Categoria cobra valorização profissional, piso salarial nacional e melhores condições de trabalho na rede municipal
Assistentes de educação infantil da rede municipal de Campo Grande decidiram realizar uma manifestação na Câmara Municipal em busca de valorização profissional e melhores condições de trabalho. O ato está marcado para os próximos dias e não está descartada a possibilidade de greve da categoria.
Entre as principais reivindicações estão a manutenção do cargo de assistente de educação infantil conforme a legislação federal, que reconhece esses profissionais como parte do magistério, além da garantia do piso salarial nacional. A categoria pede reajuste salarial para R$ 2.500, já que, segundo os trabalhadores, há mais de dois anos não há correção inflacionária. Atualmente, o salário gira em torno de R$ 1.900 para uma jornada de 40 horas semanais.
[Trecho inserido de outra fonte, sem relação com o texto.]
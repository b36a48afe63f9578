// ── Typed payloads for device actions ──

use serde::{Deserialize, Serialize};

use crate::model::{Device, DeviceStatus};

/// Registration payload for a new device.
#[derive(Debug, Clone, Default, PartialEq, Eq, Serialize, Deserialize)]
pub struct NewDevice {
    pub device_id: String,
    #[serde(skip_serializing_if = "Option::is_none")]
    pub name: Option<String>,
    #[serde(skip_serializing_if = "Option::is_none")]
    pub device_type: Option<String>,
    #[serde(skip_serializing_if = "Option::is_none")]
    pub firmware_version: Option<String>,
    #[serde(skip_serializing_if = "Option::is_none")]
    pub location: Option<String>,
    #[serde(default, skip_serializing_if = "Vec::is_empty")]
    pub tags: Vec<String>,
}

impl NewDevice {
    pub fn new(device_id: impl Into<String>) -> Self {
        Self {
            device_id: device_id.into(),
            ..Self::default()
        }
    }

    /// The device as shown before the backend confirms it.
    pub fn to_device(&self) -> Device {
        Device {
            id: self.device_id.clone(),
            name: self.name.clone(),
            device_type: self.device_type.clone(),
            firmware_version: self.firmware_version.clone(),
            location: self.location.clone(),
            tags: self.tags.clone(),
            status: DeviceStatus::Unknown,
            last_seen: None,
        }
    }
}

/// Partial device update. Only set fields change.
#[derive(Debug, Clone, Default, PartialEq, Eq, Serialize, Deserialize)]
pub struct DevicePatch {
    #[serde(skip_serializing_if = "Option::is_none")]
    pub name: Option<String>,
    #[serde(skip_serializing_if = "Option::is_none")]
    pub device_type: Option<String>,
    #[serde(skip_serializing_if = "Option::is_none")]
    pub firmware_version: Option<String>,
    #[serde(skip_serializing_if = "Option::is_none")]
    pub location: Option<String>,
    #[serde(skip_serializing_if = "Option::is_none")]
    pub tags: Option<Vec<String>>,
}

impl DevicePatch {
    pub fn is_empty(&self) -> bool {
        self == &Self::default()
    }

    pub fn apply_to(&self, device: &Device) -> Device {
        let mut next = device.clone();
        if let Some(name) = &self.name {
            next.name = Some(name.clone());
        }
        if let Some(device_type) = &self.device_type {
            next.device_type = Some(device_type.clone());
        }
        if let Some(fw) = &self.firmware_version {
            next.firmware_version = Some(fw.clone());
        }
        if let Some(location) = &self.location {
            next.location = Some(location.clone());
        }
        if let Some(tags) = &self.tags {
            next.tags.clone_from(tags);
        }
        next
    }
}
//! `watch`: run the full sync loop and print every change as it lands.

use std::sync::Arc;
use std::time::Duration;

use owo_colors::OwoColorize;
use serde::Serialize;
use siac_api::TungsteniteConnector;
use siac_core::{
    Alert, ApiBackend, Controller, Device, Entity, EntityChange, EntityCollection, ResourceKind,
    Subscription, TelemetryReading,
};
use tokio::sync::broadcast::error::RecvError;

use crate::cli::{GlobalOpts, OutputFormat, WatchArgs};
use crate::config::Context;
use crate::error::CliError;
use crate::output;

const DEFAULT_RESOURCES: [ResourceKind; 2] = [ResourceKind::Devices, ResourceKind::Alerts];

#[derive(Debug, Clone, Copy)]
struct Style {
    json: bool,
    color: bool,
}

/// One change as emitted in JSON mode.
#[derive(Serialize)]
struct ChangeLine<'a, T> {
    change: &'static str,
    kind: String,
    key: &'a str,
    #[serde(skip_serializing_if = "Option::is_none")]
    value: Option<&'a T>,
}

/// Text summary of one entity for the human-readable feed.
trait Describe {
    fn describe(&self, color: bool) -> String;
}

impl Describe for Device {
    fn describe(&self, color: bool) -> String {
        format!(
            "{} [{}]",
            self.display_name(),
            output::paint_status(self.status, color)
        )
    }
}

impl Describe for Alert {
    fn describe(&self, color: bool) -> String {
        let state = match (self.resolved, self.acknowledged) {
            (true, _) => " resolved",
            (false, true) => " acknowledged",
            (false, false) => "",
        };
        format!(
            "{} on {} score {:.2}{state}",
            output::paint_severity(self.severity, color),
            self.device_id,
            self.score
        )
    }
}

impl Describe for TelemetryReading {
    fn describe(&self, _color: bool) -> String {
        let mut parts = Vec::new();
        if let Some(t) = self.temperature {
            parts.push(format!("{t:.1}°C"));
        }
        if let Some(h) = self.humidity {
            parts.push(format!("{h:.1}%"));
        }
        if let Some(m) = self.motion {
            parts.push(if m { "motion" } else { "still" }.to_owned());
        }
        parts.push(format!("tx {} rx {}", self.tx_bytes, self.rx_bytes));
        parts.join(" ")
    }
}

fn change_line<T>(change: &EntityChange<T>, style: Style) -> String
where
    T: Entity + Serialize + Describe,
{
    let (tag, value) = match change {
        EntityChange::Upserted {
            value, previous, ..
        } => (
            if previous.is_some() { "updated" } else { "added" },
            Some(value.as_ref()),
        ),
        EntityChange::Removed { .. } => ("removed", None),
    };

    if style.json {
        let line = ChangeLine {
            change: tag,
            kind: T::KIND.to_string(),
            key: change.key(),
            value,
        };
        return serde_json::to_string(&line).unwrap_or_default();
    }

    let marker = match (tag, style.color) {
        ("added", true) => "+".green().to_string(),
        ("removed", true) => "-".red().to_string(),
        ("updated", true) => "~".yellow().to_string(),
        ("added", false) => "+".into(),
        ("removed", false) => "-".into(),
        _ => "~".into(),
    };
    let body = value.map(|v| v.describe(style.color)).unwrap_or_default();
    format!("{marker} {} {} {body}", T::KIND, change.key())
        .trim_end()
        .to_owned()
}

fn follow<T>(collection: &EntityCollection<T>, style: Style) -> Subscription
where
    T: Entity + Serialize + Describe,
{
    collection.on_change(move |change| println!("{}", change_line(change, style)))
}

pub async fn handle(args: WatchArgs, ctx: &Context, global: &GlobalOpts) -> Result<(), CliError> {
    let resources = if args.resources.is_empty() {
        DEFAULT_RESOURCES.to_vec()
    } else {
        args.resources
    };
    let style = Style {
        json: matches!(global.output, OutputFormat::Json | OutputFormat::JsonCompact),
        color: output::should_color(&global.color),
    };

    let mut sync = ctx.sync.clone();
    sync.resources.clone_from(&resources);
    let backend = ApiBackend::from_config(&sync, Arc::clone(&ctx.credentials))?;
    let controller = Controller::new(sync, backend, TungsteniteConnector);

    let mut notices = controller.notices();
    let mut connection = controller.connection_state();
    controller.start().await?;

    let store = controller.store();
    if !global.quiet {
        eprintln!(
            "watching {} ({} devices, {} active alerts); Ctrl-C to stop",
            resources
                .iter()
                .map(ToString::to_string)
                .collect::<Vec<_>>()
                .join(", "),
            store.devices().len(),
            store.alerts().len(),
        );
    }

    let mut subscriptions = Vec::new();
    for resource in &resources {
        match resource {
            ResourceKind::Devices => subscriptions.push(follow(store.devices(), style)),
            ResourceKind::Alerts => subscriptions.push(follow(store.alerts(), style)),
            ResourceKind::Telemetry => subscriptions.push(follow(store.telemetry(), style)),
            ResourceKind::Intrusions | ResourceKind::Summary => {}
        }
    }

    let deadline = async {
        match args.duration {
            Some(secs) => tokio::time::sleep(Duration::from_secs(secs)).await,
            None => std::future::pending().await,
        }
    };
    tokio::pin!(deadline);

    loop {
        tokio::select! {
            _ = tokio::signal::ctrl_c() => break,
            () = &mut deadline => break,
            notice = notices.recv() => match notice {
                Ok(notice) => tracing::warn!("{notice}"),
                Err(RecvError::Lagged(_)) => {}
                Err(RecvError::Closed) => break,
            },
            changed = connection.changed() => {
                if changed.is_err() {
                    break;
                }
                let state = *connection.borrow_and_update();
                if !global.quiet {
                    eprintln!("stream {state}");
                }
            }
        }
    }

    drop(subscriptions);
    controller.shutdown().await;
    Ok(())
}
// ── Backend seam ──
//
// The fetcher and dispatcher talk to the backend through this trait so the
// sync logic can run against an in-process fake. `ApiBackend` is the real
// implementation over `siac_api::ApiClient`.

use std::future::Future;
use std::sync::Arc;

use siac_api::{ApiClient, CredentialStore, TransportConfig};
use siac_api::models::{DeviceCreate, DeviceUpdate};

use crate::action::Action;
use crate::config::{FetchLimits, SyncConfig};
use crate::error::CoreError;
use crate::model::{
    Alert, DashboardSummary, Device, IntrusionEvent, ResourceKind, TelemetryReading,
};

/// A full point-in-time list for one resource.
#[derive(Debug, Clone, PartialEq)]
pub enum Snapshot {
    Devices(Vec<Device>),
    Alerts(Vec<Alert>),
    Telemetry(Vec<TelemetryReading>),
    Intrusions(Vec<IntrusionEvent>),
    Summary(DashboardSummary),
}

impl Snapshot {
    pub fn resource(&self) -> ResourceKind {
        match self {
            Self::Devices(_) => ResourceKind::Devices,
            Self::Alerts(_) => ResourceKind::Alerts,
            Self::Telemetry(_) => ResourceKind::Telemetry,
            Self::Intrusions(_) => ResourceKind::Intrusions,
            Self::Summary(_) => ResourceKind::Summary,
        }
    }

    /// Row count; the summary counts as one.
    pub fn len(&self) -> usize {
        match self {
            Self::Devices(v) => v.len(),
            Self::Alerts(v) => v.len(),
            Self::Telemetry(v) => v.len(),
            Self::Intrusions(v) => v.len(),
            Self::Summary(_) => 1,
        }
    }

    pub fn is_empty(&self) -> bool {
        self.len() == 0
    }
}

/// What a mutation endpoint sent back.
#[derive(Debug, Clone, PartialEq)]
pub enum ActionResponse {
    Device(Device),
    Alert(Alert),
    /// 204 or an empty body.
    Empty,
}

/// Request/response access to the backend.
pub trait Backend: Send + Sync + 'static {
    fn fetch(
        &self,
        resource: ResourceKind,
    ) -> impl Future<Output = Result<Snapshot, CoreError>> + Send;

    fn execute(
        &self,
        action: &Action,
    ) -> impl Future<Output = Result<ActionResponse, CoreError>> + Send;

    /// Credentials the event stream should authenticate with.
    fn credentials(&self) -> Option<Arc<dyn CredentialStore>> {
        None
    }
}

/// [`Backend`] over the REST API.
pub struct ApiBackend {
    client: ApiClient,
    limits: FetchLimits,
}

impl ApiBackend {
    pub fn new(client: ApiClient, limits: FetchLimits) -> Self {
        Self { client, limits }
    }

    /// Build the HTTP client from `config`.
    pub fn from_config(
        config: &SyncConfig,
        credentials: Arc<dyn CredentialStore>,
    ) -> Result<Self, CoreError> {
        let transport = TransportConfig {
            tls: config.tls.clone(),
            timeout: config.timeout,
        };
        let client = ApiClient::new(config.api_url.clone(), &transport, credentials)?;
        Ok(Self::new(client, config.limits))
    }

    pub fn client(&self) -> &ApiClient {
        &self.client
    }
}

impl Backend for ApiBackend {
    async fn fetch(&self, resource: ResourceKind) -> Result<Snapshot, CoreError> {
        let snapshot = match resource {
            ResourceKind::Devices => Snapshot::Devices(
                self.client
                    .list_devices()
                    .await?
                    .into_iter()
                    .map(Device::from)
                    .collect(),
            ),
            ResourceKind::Alerts => Snapshot::Alerts(
                self.client
                    .list_active_alerts()
                    .await?
                    .into_iter()
                    .map(Alert::from)
                    .collect(),
            ),
            ResourceKind::Telemetry => Snapshot::Telemetry(
                self.client
                    .recent_telemetry(self.limits.telemetry)
                    .await?
                    .into_iter()
                    .map(TelemetryReading::from)
                    .collect(),
            ),
            ResourceKind::Intrusions => Snapshot::Intrusions(
                self.client
                    .recent_ids_logs(self.limits.intrusions)
                    .await?
                    .into_iter()
                    .map(IntrusionEvent::from)
                    .collect(),
            ),
            ResourceKind::Summary => {
                Snapshot::Summary(self.client.dashboard_summary().await?.into())
            }
        };
        Ok(snapshot)
    }

    async fn execute(&self, action: &Action) -> Result<ActionResponse, CoreError> {
        let response = match action {
            Action::CreateDevice(new) => self
                .client
                .create_device(&DeviceCreate::from(new))
                .await?
                .map(|d| ActionResponse::Device(d.into())),
            Action::UpdateDevice { device_id, patch } => self
                .client
                .update_device(device_id, &DeviceUpdate::from(patch))
                .await?
                .map(|d| ActionResponse::Device(d.into())),
            Action::DeleteDevice { device_id } => {
                self.client.delete_device(device_id).await?;
                None
            }
            Action::AcknowledgeAlert { alert_id } => self
                .client
                .acknowledge_alert(alert_id)
                .await?
                .map(|a| ActionResponse::Alert(a.into())),
            Action::ResolveAlert { alert_id } => self
                .client
                .resolve_alert(alert_id)
                .await?
                .map(|a| ActionResponse::Alert(a.into())),
        };
        Ok(response.unwrap_or(ActionResponse::Empty))
    }

    fn credentials(&self) -> Option<Arc<dyn CredentialStore>> {
        Some(Arc::clone(self.client.credentials()))
    }
}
Os profissionais também reivindicam a criação de um vale-alimentação mensal de R$ 300 e o cumprimento de leis que asseguram o abono de faltas em casos como acompanhamento médico de familiares e outras situações previstas em lei.
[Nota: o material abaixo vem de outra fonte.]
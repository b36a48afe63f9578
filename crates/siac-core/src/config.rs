// ── Runtime sync configuration ──
//
// These types describe *what* to sync and how often. They are constructed
// by the CLI (from siac-config profiles) or by tests. Core never reads
// config files.

use std::collections::BTreeMap;
use std::time::Duration;

use siac_api::{ReconnectConfig, TlsMode};
use url::Url;

use crate::error::CoreError;
use crate::model::ResourceKind;

/// Row limits for the "recent" endpoints.
#[derive(Debug, Clone, Copy, PartialEq, Eq)]
pub struct FetchLimits {
    pub telemetry: u32,
    pub intrusions: u32,
}

impl Default for FetchLimits {
    fn default() -> Self {
        Self {
            telemetry: 50,
            intrusions: 50,
        }
    }
}

/// Poll interval per resource. A resource without an entry is fetched
/// once at start and never polled.
#[derive(Debug, Clone, PartialEq, Eq)]
pub struct PollSchedule {
    intervals: BTreeMap<ResourceKind, Duration>,
}

impl Default for PollSchedule {
    fn default() -> Self {
        Self {
            intervals: ResourceKind::ALL
                .into_iter()
                .map(|r| (r, r.default_poll_interval()))
                .collect(),
        }
    }
}

impl PollSchedule {
    pub fn empty() -> Self {
        Self {
            intervals: BTreeMap::new(),
        }
    }

    /// Build from `name → seconds` pairs. Unknown names are rejected,
    /// zero disables polling for that resource.
    pub fn from_named<'a, I>(entries: I) -> Result<Self, CoreError>
    where
        I: IntoIterator<Item = (&'a str, u64)>,
    {
        let mut schedule = Self::default();
        for (name, secs) in entries {
            let resource = ResourceKind::parse(name)?;
            schedule.set(resource, Duration::from_secs(secs));
        }
        Ok(schedule)
    }

    pub fn set(&mut self, resource: ResourceKind, interval: Duration) {
        if interval.is_zero() {
            self.intervals.remove(&resource);
        } else {
            self.intervals.insert(resource, interval);
        }
    }

    pub fn interval(&self, resource: ResourceKind) -> Option<Duration> {
        self.intervals.get(&resource).copied()
    }

    pub fn iter(&self) -> impl Iterator<Item = (ResourceKind, Duration)> + '_ {
        self.intervals.iter().map(|(r, d)| (*r, *d))
    }
}

/// Everything the [`Controller`](crate::Controller) needs to run.
#[derive(Debug, Clone)]
pub struct SyncConfig {
    /// Backend root, e.g. `http://localhost:8000`.
    pub api_url: Url,
    /// Event stream endpoint, e.g. `ws://localhost:8000/ws`.
    pub stream_url: Url,
    pub tls: TlsMode,
    pub timeout: Duration,
    pub reconnect: ReconnectConfig,
    /// Resources loaded at start.
    pub resources: Vec<ResourceKind>,
    pub poll: PollSchedule,
    pub limits: FetchLimits,
    pub stream_enabled: bool,
}

impl SyncConfig {
    /// Defaults for a backend at `api_url`, with the stream URL derived.
    pub fn new(api_url: Url) -> Result<Self, CoreError> {
        let stream_url = derive_stream_url(&api_url)?;
        Ok(Self {
            api_url,
            stream_url,
            tls: TlsMode::System,
            timeout: Duration::from_secs(30),
            reconnect: ReconnectConfig::default(),
            resources: ResourceKind::ALL.to_vec(),
            poll: PollSchedule::default(),
            limits: FetchLimits::default(),
            stream_enabled: true,
        })
    }
}

/// `http(s)://host[:port]/...` → `ws(s)://host[:port]/ws`.
pub fn derive_stream_url(api_url: &Url) -> Result<Url, CoreError> {
    let scheme = match api_url.scheme() {
        "https" | "wss" => "wss",
        "http" | "ws" => "ws",
        other => {
            return Err(CoreError::config(format!(
                "cannot derive an event stream URL from `{other}` scheme"
            )));
        }
    };
    let host = api_url
        .host_str()
        .ok_or_else(|| CoreError::config(format!("API URL `{api_url}` has no host")))?;
    let authority = match api_url.port() {
        Some(port) => format!("{host}:{port}"),
        None => host.to_owned(),
    };
    Url::parse(&format!("{scheme}://{authority}/ws"))
        .map_err(|e| CoreError::config(format!("invalid stream URL: {e}")))
}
Durante a mobilização, alguns vereadores se comprometeram a intermediar o diálogo entre os assistentes da educação infantil e o poder público municipal, com o objetivo de formalizar as demandas apresentadas à Prefeitura.
A mobilização evidencia o desafio enfrentado por profissionais que atuam diretamente na educação básica, especialmente na primeira infância. Além de cuidar e educar, esses trabalhadores contribuem de forma decisiva para o desenvolvimento social e educacional das crianças em uma das fases mais sensíveis da vida escolar.
A categoria defende que investir na valorização desses profissionais é investir na base da educação e na qualidade do ensino oferecido às crianças da rede pública municipal.